▶ _WHAT THE TASK REQUIRES_
Wherever the string "CorsLayer" occurs in a line of these records, report that line.

┄┄┄┄┄┄

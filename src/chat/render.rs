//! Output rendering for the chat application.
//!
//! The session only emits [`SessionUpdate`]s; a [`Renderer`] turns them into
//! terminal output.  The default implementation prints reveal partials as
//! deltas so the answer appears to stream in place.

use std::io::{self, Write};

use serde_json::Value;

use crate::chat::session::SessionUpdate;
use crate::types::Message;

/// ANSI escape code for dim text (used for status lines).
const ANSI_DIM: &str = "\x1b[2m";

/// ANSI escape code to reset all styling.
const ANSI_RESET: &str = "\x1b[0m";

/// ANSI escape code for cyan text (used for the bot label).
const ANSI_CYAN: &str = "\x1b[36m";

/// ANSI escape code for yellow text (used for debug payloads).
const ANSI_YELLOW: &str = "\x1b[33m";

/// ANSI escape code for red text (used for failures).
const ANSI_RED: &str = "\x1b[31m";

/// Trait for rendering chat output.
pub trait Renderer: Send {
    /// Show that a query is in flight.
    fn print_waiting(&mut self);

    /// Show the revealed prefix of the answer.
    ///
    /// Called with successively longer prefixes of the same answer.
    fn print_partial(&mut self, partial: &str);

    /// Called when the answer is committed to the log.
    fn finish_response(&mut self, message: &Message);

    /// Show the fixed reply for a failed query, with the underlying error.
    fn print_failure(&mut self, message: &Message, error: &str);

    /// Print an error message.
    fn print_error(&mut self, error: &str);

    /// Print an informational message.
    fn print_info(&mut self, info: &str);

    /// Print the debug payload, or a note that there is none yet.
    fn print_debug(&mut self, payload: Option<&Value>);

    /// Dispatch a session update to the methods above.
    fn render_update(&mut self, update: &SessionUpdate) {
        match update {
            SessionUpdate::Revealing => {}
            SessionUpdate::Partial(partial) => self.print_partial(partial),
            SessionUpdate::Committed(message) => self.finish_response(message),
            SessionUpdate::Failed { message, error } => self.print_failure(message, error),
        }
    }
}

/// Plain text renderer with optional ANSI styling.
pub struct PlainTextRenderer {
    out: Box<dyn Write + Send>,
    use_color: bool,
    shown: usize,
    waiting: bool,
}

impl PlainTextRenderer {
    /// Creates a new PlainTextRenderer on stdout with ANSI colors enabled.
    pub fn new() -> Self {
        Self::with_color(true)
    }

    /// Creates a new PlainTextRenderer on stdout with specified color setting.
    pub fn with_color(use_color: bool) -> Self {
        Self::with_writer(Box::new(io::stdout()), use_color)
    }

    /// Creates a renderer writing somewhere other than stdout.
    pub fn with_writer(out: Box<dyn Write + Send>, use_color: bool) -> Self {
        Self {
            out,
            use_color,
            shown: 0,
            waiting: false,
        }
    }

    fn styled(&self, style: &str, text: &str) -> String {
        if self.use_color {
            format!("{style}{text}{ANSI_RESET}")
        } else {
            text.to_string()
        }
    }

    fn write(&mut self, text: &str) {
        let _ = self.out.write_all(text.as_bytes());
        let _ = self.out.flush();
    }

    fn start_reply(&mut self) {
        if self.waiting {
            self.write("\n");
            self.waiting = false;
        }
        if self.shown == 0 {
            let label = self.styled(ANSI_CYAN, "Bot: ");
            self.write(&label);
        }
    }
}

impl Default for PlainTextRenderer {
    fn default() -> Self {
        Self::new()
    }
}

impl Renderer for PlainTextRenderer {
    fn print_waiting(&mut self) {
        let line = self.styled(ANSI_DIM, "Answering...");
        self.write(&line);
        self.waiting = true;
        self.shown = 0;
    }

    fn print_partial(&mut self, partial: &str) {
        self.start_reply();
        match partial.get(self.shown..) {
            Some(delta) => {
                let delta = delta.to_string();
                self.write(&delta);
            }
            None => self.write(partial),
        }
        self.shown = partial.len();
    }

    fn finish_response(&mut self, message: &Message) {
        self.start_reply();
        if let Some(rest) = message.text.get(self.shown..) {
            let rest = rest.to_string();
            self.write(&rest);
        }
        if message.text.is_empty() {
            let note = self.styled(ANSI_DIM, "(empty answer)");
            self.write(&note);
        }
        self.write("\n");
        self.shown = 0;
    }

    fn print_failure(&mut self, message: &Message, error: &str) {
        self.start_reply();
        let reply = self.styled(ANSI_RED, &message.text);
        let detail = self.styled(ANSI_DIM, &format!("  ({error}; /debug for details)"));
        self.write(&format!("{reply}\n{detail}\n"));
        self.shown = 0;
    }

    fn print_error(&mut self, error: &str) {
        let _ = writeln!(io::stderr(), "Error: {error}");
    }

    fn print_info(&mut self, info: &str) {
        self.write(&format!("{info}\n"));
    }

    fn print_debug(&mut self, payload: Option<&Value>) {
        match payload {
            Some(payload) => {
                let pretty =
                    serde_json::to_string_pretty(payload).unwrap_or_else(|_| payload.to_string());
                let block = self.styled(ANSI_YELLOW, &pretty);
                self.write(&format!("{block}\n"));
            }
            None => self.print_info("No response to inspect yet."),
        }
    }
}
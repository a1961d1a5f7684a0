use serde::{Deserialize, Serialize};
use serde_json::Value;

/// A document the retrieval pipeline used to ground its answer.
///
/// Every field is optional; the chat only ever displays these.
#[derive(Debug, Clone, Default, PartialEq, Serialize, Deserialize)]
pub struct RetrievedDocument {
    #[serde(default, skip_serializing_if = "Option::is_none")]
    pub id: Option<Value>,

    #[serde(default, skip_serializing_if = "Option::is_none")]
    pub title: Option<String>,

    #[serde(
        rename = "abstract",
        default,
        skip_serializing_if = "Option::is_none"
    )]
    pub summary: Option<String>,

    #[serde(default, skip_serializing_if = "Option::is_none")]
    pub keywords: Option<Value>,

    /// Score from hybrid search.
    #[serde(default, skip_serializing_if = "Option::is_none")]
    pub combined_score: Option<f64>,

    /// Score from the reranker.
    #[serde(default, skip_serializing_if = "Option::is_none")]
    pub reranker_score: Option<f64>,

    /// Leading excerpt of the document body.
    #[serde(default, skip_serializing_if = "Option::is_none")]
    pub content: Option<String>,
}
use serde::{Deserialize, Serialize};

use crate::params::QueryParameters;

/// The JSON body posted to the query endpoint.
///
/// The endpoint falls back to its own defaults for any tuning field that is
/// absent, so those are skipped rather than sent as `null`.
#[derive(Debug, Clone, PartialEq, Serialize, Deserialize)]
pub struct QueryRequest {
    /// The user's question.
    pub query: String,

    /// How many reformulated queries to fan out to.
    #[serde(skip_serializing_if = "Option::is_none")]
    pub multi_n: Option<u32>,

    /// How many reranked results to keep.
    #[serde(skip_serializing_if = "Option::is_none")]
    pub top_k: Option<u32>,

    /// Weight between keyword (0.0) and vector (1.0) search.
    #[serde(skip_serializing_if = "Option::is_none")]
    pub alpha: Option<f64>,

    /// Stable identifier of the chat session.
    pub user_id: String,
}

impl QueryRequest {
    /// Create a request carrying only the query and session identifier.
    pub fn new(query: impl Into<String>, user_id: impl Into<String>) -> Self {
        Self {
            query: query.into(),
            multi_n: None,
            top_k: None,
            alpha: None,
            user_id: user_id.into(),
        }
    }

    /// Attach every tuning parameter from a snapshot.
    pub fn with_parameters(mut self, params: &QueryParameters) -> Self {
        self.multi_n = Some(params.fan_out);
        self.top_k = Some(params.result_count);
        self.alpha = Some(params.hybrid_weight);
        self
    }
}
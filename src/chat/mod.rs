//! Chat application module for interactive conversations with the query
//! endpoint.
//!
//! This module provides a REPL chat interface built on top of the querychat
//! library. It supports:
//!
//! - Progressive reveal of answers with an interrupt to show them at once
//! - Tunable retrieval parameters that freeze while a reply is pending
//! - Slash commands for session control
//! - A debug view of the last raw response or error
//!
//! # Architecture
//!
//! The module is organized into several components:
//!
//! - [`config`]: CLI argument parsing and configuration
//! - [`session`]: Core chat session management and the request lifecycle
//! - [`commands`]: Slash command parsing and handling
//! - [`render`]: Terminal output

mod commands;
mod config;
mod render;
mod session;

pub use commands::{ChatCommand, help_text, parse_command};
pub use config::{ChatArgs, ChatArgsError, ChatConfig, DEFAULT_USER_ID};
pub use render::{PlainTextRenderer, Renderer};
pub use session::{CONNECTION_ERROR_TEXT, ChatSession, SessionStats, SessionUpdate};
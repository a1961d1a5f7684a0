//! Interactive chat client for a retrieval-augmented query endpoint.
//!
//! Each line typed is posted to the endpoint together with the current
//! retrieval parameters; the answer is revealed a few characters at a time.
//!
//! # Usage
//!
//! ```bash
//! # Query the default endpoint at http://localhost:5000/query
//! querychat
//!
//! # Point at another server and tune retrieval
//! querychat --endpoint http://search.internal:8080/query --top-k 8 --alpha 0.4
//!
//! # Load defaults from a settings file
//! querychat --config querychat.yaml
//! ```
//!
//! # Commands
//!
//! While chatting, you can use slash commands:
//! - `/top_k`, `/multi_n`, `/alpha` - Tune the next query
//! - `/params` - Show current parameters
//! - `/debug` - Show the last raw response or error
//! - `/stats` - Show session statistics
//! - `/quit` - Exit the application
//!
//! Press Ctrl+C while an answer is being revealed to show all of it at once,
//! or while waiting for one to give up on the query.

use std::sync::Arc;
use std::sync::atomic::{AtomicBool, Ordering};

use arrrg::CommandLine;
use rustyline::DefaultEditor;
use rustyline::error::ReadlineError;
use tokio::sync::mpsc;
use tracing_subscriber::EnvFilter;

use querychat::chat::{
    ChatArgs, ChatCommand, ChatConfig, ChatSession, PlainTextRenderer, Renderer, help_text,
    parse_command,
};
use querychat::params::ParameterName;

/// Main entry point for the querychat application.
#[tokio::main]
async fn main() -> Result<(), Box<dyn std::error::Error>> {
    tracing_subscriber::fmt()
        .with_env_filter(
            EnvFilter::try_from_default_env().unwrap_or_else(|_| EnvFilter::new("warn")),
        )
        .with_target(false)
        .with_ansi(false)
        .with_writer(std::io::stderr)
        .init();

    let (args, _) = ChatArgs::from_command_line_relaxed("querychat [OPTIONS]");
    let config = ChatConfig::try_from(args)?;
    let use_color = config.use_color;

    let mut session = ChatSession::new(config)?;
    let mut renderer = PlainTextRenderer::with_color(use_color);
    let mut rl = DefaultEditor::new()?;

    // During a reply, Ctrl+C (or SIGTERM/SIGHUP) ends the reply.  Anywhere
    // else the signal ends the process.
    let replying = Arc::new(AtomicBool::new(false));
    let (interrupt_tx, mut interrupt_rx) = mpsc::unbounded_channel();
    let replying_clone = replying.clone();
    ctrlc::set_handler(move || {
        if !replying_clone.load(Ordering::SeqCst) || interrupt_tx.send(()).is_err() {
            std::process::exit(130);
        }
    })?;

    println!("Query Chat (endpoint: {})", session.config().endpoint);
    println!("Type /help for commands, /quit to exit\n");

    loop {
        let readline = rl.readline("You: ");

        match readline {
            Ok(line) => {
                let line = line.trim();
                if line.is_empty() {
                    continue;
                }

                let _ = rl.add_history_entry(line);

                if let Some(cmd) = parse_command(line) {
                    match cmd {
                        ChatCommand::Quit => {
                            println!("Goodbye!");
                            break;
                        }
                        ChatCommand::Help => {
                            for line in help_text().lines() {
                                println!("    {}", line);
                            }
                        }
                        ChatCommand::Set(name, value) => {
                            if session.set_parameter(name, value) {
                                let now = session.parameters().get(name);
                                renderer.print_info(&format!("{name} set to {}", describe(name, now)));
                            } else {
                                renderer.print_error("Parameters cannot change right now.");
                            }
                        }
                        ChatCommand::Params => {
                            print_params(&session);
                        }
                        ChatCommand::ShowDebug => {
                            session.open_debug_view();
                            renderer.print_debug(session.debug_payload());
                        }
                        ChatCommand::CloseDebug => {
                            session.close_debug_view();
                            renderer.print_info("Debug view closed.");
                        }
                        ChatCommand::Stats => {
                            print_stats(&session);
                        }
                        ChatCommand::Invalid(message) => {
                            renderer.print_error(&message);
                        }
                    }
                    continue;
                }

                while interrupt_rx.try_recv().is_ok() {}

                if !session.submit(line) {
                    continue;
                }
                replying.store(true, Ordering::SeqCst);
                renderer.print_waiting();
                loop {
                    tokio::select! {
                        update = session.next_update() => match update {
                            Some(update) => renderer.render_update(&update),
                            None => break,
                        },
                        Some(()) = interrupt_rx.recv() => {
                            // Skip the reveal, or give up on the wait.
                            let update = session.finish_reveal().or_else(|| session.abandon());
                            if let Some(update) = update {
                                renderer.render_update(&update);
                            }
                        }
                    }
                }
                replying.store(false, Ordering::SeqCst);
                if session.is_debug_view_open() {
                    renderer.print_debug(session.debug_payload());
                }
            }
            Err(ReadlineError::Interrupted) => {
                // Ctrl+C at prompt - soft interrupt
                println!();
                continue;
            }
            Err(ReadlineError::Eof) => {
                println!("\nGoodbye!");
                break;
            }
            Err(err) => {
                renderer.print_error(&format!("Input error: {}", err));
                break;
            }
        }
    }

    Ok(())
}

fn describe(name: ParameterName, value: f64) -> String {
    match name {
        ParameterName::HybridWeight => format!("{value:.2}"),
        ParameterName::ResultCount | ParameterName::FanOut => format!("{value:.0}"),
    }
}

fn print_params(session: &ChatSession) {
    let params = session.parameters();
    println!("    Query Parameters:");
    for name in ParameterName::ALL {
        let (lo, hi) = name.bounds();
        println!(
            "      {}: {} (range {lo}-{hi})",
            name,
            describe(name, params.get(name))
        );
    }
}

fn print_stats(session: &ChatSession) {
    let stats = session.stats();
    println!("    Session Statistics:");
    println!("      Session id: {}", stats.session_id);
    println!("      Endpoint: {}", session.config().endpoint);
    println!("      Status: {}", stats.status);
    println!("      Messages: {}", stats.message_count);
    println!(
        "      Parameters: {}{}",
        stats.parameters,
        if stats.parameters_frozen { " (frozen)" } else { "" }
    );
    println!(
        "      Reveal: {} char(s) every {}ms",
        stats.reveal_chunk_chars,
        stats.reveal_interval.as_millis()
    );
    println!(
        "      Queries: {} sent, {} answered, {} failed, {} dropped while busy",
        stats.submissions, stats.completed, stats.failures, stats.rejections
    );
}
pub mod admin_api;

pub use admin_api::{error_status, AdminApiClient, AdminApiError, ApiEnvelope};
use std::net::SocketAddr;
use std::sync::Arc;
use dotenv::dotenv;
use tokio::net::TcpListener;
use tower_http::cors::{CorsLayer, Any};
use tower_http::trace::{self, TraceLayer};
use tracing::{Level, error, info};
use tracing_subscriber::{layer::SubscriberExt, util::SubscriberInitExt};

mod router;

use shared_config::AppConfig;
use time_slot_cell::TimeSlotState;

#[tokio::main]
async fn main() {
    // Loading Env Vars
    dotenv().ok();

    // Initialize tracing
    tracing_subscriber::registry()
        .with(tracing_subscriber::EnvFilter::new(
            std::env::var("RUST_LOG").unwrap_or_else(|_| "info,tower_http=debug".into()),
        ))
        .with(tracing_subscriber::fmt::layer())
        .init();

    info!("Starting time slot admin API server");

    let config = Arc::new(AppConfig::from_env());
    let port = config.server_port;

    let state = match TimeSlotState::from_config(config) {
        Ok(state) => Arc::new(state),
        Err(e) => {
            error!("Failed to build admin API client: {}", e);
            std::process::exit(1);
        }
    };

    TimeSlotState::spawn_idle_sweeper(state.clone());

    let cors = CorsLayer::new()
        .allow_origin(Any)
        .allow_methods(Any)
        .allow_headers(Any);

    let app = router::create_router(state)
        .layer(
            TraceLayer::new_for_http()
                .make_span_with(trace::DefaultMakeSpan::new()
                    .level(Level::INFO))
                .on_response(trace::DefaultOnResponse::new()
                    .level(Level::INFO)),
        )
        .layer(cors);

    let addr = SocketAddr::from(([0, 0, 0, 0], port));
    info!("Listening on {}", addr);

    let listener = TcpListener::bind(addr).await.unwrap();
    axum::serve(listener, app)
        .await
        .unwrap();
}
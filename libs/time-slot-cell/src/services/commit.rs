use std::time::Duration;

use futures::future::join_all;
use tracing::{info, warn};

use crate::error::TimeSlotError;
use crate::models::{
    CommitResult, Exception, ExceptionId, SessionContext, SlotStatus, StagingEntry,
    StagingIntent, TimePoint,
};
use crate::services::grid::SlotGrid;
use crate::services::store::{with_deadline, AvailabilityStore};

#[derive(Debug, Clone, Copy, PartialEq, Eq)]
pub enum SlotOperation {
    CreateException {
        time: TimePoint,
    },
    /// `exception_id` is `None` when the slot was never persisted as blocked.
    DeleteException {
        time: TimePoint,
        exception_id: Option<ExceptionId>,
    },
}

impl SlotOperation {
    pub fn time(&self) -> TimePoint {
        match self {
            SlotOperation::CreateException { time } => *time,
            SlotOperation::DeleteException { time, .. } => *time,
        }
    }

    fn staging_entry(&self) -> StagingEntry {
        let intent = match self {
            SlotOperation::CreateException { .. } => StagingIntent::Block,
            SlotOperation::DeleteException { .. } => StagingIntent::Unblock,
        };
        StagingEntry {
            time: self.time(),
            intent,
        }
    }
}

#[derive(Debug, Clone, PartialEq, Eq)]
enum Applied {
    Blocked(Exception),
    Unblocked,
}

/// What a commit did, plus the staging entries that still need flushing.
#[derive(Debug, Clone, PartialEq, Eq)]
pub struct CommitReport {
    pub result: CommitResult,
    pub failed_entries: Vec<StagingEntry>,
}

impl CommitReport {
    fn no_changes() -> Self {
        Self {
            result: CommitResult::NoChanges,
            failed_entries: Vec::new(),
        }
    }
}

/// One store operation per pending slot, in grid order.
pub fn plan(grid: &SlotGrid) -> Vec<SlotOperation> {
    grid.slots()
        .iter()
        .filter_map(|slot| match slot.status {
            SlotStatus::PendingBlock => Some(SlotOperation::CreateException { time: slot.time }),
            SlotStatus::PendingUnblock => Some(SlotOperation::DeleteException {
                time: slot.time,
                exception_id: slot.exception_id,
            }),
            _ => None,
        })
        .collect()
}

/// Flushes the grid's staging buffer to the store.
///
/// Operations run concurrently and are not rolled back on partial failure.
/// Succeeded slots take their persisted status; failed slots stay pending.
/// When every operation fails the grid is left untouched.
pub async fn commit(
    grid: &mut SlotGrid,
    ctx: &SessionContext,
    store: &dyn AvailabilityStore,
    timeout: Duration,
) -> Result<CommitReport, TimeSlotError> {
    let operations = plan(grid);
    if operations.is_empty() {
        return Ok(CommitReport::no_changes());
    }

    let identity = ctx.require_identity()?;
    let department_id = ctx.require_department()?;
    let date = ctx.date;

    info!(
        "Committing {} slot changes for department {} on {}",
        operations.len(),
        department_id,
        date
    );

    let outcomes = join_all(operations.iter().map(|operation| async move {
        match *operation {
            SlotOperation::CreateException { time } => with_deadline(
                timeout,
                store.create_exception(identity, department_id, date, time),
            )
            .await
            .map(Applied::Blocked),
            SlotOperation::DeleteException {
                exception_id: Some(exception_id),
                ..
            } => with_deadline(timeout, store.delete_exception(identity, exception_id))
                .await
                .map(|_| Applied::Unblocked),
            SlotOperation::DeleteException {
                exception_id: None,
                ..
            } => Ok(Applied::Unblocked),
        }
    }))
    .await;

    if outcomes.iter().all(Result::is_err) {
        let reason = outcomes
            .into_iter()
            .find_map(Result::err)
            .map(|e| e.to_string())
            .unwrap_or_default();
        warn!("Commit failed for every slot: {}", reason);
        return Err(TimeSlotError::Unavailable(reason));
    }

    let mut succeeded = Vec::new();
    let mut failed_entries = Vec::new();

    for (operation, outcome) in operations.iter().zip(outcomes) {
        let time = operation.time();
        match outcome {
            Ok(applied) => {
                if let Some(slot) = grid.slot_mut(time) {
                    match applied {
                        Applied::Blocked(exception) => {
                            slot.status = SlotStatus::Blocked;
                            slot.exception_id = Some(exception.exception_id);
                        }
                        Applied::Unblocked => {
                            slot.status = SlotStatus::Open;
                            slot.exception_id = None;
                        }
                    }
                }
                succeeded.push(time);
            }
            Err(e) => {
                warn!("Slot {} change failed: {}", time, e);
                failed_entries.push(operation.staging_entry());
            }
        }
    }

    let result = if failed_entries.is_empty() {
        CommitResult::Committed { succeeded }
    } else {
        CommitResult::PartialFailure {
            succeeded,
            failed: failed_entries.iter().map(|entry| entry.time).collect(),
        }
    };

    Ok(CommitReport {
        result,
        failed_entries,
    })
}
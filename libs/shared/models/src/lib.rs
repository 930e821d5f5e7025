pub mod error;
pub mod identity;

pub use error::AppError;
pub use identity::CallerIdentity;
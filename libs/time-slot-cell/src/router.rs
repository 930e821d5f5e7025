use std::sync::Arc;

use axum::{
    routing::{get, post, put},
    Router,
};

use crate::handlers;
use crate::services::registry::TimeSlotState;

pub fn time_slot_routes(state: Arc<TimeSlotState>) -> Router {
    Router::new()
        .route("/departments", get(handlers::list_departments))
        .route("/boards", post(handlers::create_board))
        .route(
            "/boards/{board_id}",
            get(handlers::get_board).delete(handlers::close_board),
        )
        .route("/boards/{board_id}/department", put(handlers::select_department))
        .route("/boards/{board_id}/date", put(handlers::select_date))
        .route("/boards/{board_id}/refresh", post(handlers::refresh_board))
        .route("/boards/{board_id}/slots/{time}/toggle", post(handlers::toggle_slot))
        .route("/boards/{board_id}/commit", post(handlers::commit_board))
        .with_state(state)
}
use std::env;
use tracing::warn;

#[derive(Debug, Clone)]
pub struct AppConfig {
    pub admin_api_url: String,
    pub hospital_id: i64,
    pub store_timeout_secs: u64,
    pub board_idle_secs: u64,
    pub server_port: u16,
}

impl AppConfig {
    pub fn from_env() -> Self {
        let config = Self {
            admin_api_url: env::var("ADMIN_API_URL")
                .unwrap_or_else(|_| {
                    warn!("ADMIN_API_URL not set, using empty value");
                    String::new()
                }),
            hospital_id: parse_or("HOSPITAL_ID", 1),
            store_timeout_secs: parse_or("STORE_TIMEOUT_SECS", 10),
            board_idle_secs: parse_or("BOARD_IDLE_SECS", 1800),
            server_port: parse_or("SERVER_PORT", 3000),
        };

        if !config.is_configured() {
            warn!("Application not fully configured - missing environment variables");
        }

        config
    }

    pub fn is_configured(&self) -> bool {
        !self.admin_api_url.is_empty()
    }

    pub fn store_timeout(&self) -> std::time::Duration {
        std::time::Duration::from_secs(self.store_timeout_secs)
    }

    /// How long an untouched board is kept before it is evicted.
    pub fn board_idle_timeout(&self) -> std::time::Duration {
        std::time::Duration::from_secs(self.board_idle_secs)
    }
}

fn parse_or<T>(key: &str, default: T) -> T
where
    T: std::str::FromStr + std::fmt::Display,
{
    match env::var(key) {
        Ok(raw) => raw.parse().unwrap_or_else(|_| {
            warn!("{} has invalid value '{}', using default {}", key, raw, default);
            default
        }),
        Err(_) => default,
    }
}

┄┄┄┄┄┄

▶ _RESPONSE AREA_
use tower_http::cors::{CorsLayer, Any};
    let cors = CorsLayer::new()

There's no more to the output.